[RECORDS FOR PROCESSING — start]

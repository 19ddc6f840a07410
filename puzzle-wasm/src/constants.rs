/// DOM ids and tuning values shared by the browser adapter.
pub const BOARD_ID: &str = "board";
pub const SHUFFLE_BTN_ID: &str = "shuffleBtn";
pub const DEBUG_ID: &str = "debug";
pub const MODAL_TPL_ID: &str = "modalTpl";
pub const PRIZE_IMG_ID: &str = "prizeImg";
pub const CLOSE_MODAL_ID: &str = "closeModal";

/// Optional JSON config fetched next to the page.
pub const CONFIG_PATH: &str = "puzzle.json";

/// Confetti burst shown on a win.
pub const CONFETTI_PARTICLES: usize = 200;
/// Cone width in degrees around straight up.
pub const CONFETTI_SPREAD_DEG: f64 = 100.0;
/// Burst origin as a fraction of the viewport height.
pub const CONFETTI_ORIGIN_Y: f64 = 0.6;
pub const CONFETTI_START_VELOCITY: f64 = 45.0;
pub const CONFETTI_DECAY: f64 = 0.9;
pub const CONFETTI_GRAVITY: f64 = 3.0;
/// Frames a particle lives for.
pub const CONFETTI_TICKS: u32 = 200;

[RECORDS FOR PROCESSING — finish]

◆ **YOUR ASSIGNMENT**:
Return exactly the lines from the beginning of the data above through the one containing "pub const DEBUG_ID: &str", please. Include both end lines and add nothing else.

◆ **WORKED SOLUTION**:
repository 19ddc6f840a07410
filename puzzle-wasm/src/constants.rs
/// DOM ids and tuning values shared by the browser adapter.
pub const BOARD_ID: &str = "board";
pub const SHUFFLE_BTN_ID: &str = "shuffleBtn";
pub const DEBUG_ID: &str = "debug";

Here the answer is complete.